--- REQUIRED ACTION ---
Please copy out each entry, word for word.

※

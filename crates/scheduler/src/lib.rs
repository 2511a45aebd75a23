//! llmq scheduler
//!
//! Model-aware job queue for a single shared accelerator. Jobs are admitted
//! by starvation, priority, residency of their model and burst order; one
//! model is resident at a time and switches are coalesced; tokens are fanned
//! out to subscribers as they stream.

pub mod backend;
pub mod dispatcher;
pub mod job;
pub mod model;
pub mod scheduler;
pub mod store;
pub mod stream;
pub mod subscribers;

pub use backend::{InferenceBackend, ResourceMonitor, StaticResourceMonitor};
pub use dispatcher::Dispatcher;
pub use job::{validate_request, ClaimToken, Job, RequestLimits};
pub use model::{ModelLifecycleManager, ModelState, ModelStatus, ResidencyLease};
pub use scheduler::Scheduler;
pub use store::{CancelOutcome, FinalizeOutcome, JobStore};
pub use stream::{StreamCoordinator, StreamOutcome};
pub use subscribers::{SubscriberRegistry, Subscription};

※

--- RESPONSE AREA ---
filename crates/scheduler/src/lib.rs
repository 2511a45aebd75a23
//! llmq scheduler
//!
//! Model-aware job queue for a single shared accelerator. Jobs are admitted
//! by starvation, priority, residency of their model and burst order; one
//! model is resident at a time and switches are coalesced; tokens are fanned
//! out to subscribers as they stream.

pub mod backend;
pub mod dispatcher;
pub mod job;
pub mod model;
pub mod scheduler;
pub mod store;
pub mod stream;
pub mod subscribers;

pub use backend::{InferenceBackend, ResourceMonitor, StaticResourceMonitor};
pub use dispatcher::Dispatcher;
pub use job::{validate_request, ClaimToken, Job, RequestLimits};
pub use model::{ModelLifecycleManager, ModelState, ModelStatus, ResidencyLease};
pub use scheduler::Scheduler;
pub use store::{CancelOutcome, FinalizeOutcome, JobStore};
pub use stream::{StreamCoordinator, StreamOutcome};
pub use subscribers::{SubscriberRegistry, Subscription};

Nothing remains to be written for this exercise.